Limor Shifman: may the Motivational-Wolf-Manatee be with you.
Shifman’s account on memes in digital culture seeks to contribute to the nature of the discussion in scholarly communications studies from the perspectives of the meme and what the presence of the meme in human cultures may suggest for said scholars of communication. The discourse on the nature of memes, especially in the digital environments of internet messageboards, forums and content comments, is disparate. The academic side and the popular side, as Shifman puts it, argue similar topics from two totally different perspectives but don’t communicate with one another. As a result of creating this piece, Shifman hopes to bridge the gap and stimulating the discourse.
The initial idea presented by Shifman is that the meme, as defined by biologist Richard Dawkins in 1976, is not the same as the meme that Shifman himself defines. The original definition of meme is along the lines of an idea, behavior or style that transmits itself from person to person within a specific culture. Shifman’s definition develops on the one Dawkins made within the context of the subject at hand- internet memes.
Within chapter 4, Shifman sets out to come up with his own definition that runs parallel to Dawkins’. Shifman seems to drop the biological allusions and connotations Dawkins held when she established the term. In addition to being an idea or phenomena that spreads from person to person, the idea of a meme must be assessed by it’s “memetic dimensions”, which consist of the aspects of the meme that facilitate imitation and transmission. In addition, the meme itself is not just one unit, but several units of content that share common characteristic, which comprise the meme itself. Shifman uses this system of definition for two main reasons. Firstly, his idea of a meme is framed specifically in the context of the digital meme, such as Korean rapper’s popular song “Gangham Style”, which Shifman argues is memetic not just because it’s popular, humorous and unique, but because it invites imitation, creativity and derivation, all of which would make up the meme as a whole. Secondly, it allows the audience to begin to differentiate what a digital meme is from that of viral content.

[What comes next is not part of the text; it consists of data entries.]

//! シェルのグローバル状態を保持するモジュール。
//!
//! ジョブレジストリ（[`Jobs`]）は暗黙のグローバルではなく [`Shell`] が所有し、
//! 起動パス・ビルトイン・シグナル消費スレッドへ `Arc` ハンドルで明示的に渡す。
//! 共有箇所と排他の必要性が呼び出し側から見えるようにするための構成。

use std::sync::Arc;

use crate::job::Jobs;

/// シェルの実行状態。REPL ループ全体で共有される。
pub struct Shell {
    /// 直前のコマンドの終了ステータス。プロセスの終了コードに使う。
    pub last_status: i32,
    /// `quit` ビルトインで true にセットされ、REPL ループを終了させる。
    pub should_exit: bool,
    /// ジョブレジストリ。シグナル消費スレッドと共有する。
    /// `-v` の診断フラグはレジストリ側（[`crate::job::JobTable`]）が持つ。
    pub jobs: Arc<Jobs>,
}

impl Shell {
    pub fn new(verbose: bool) -> Self {
        Self {
            last_status: 0,
            should_exit: false,
            jobs: Arc::new(Jobs::new(verbose)),
        }
    }
}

The video above illustrates “viral content” as would be described by Shifman. Shifman dedicates a great deal of time in chapters 5 and 6 differentiating from memetic content and viral content. The purposes of the discussion that’ll take place shortly, these differences will be generalized. The general difference is that viral content, much like the Dawkins’ definition, is “one unit”. In our example, the single unit is the video itself. In comparison to memetic content such as gangham style’s proliferation among many physical and digital cultures, the latter-case has multiple units that were derived directly from the initiating event (Shifman specifically classifies these as “Founder-Based Memes”, which differ from both viral content and “Egalitarian Memes” that were meant to imitated.)
An important thing to understand is that memetic content is intended to co-opted, imitated, modified and developed. A viral video doesn’t have to or need to invite replication (which, in the case of the first example, is likely a benefit to the continued reproductive fitness of the species). A viral video gains its popularity due to the invocation of a strong emotion, such as humour or joy. However, both viral and memetic content exist on a gradient, as a viral video could easily become memetic. Memetic content needs to be engaging and entertaining enough to make people want to emulate them, on top of simply liking the initial concept. It must be simple enough to replicate with ease, but complex enough to have room for development. The nature of the “Harlem Shake” meme is a perfect example.
In Shifman’s 7th chapter, he goes about categorizing different memes by genre, and noting the specific qualities of each genre. These genres are fairly simplistic and are not at all all-encompassing, but provide an adequate scope for identify and understanding the phenomena of the internet meme. Shifman’s categories include: Reaction photoshops, flash mobs, photo fads, “LOLcats”, Lipsyncs, misheard lyrics, recut trailers, stock character macros and “Rage Comics”. All of these meme genres are fairly prolific and easily identifiable within the annals of the internet.
In an effort to further Shifman’s cause and stimulate the discourse on the nature of the digital meme, I pose two videos that provide interesting perspectives on the system. The first video provides a satiric take on what we understand about memes and internet culture, which can be framed from Shifman’s for a different outlook:
Conversely, here is a companion video to the original viral video mentioned earlier. The difference between viral content and memetic content is important not only because of how they’re different, but also how they influence the cultures the that they’re present within. What happens when you can engineer the spontaneity and uniqueness that causes viral videos to come and fade away? Something Shifman doesn’t mention specifically in the chapters mentioned in the text is how the nature of memes imply that they’re semi-random occurrences that happen to become big, influential and popular due to random efforts. Yes, if a celebrity creates viral content, it’ll likely become popular due to their fanbase, but the sheer, lasting impact a meme, such as the reliable Trollface, can have can not be attributed to one person, or even a group of people, but the community as a whole. This gets as the heart of two important questions: Why are viral videos appealing? And in that same vein, why are memes such a major part of digital culture?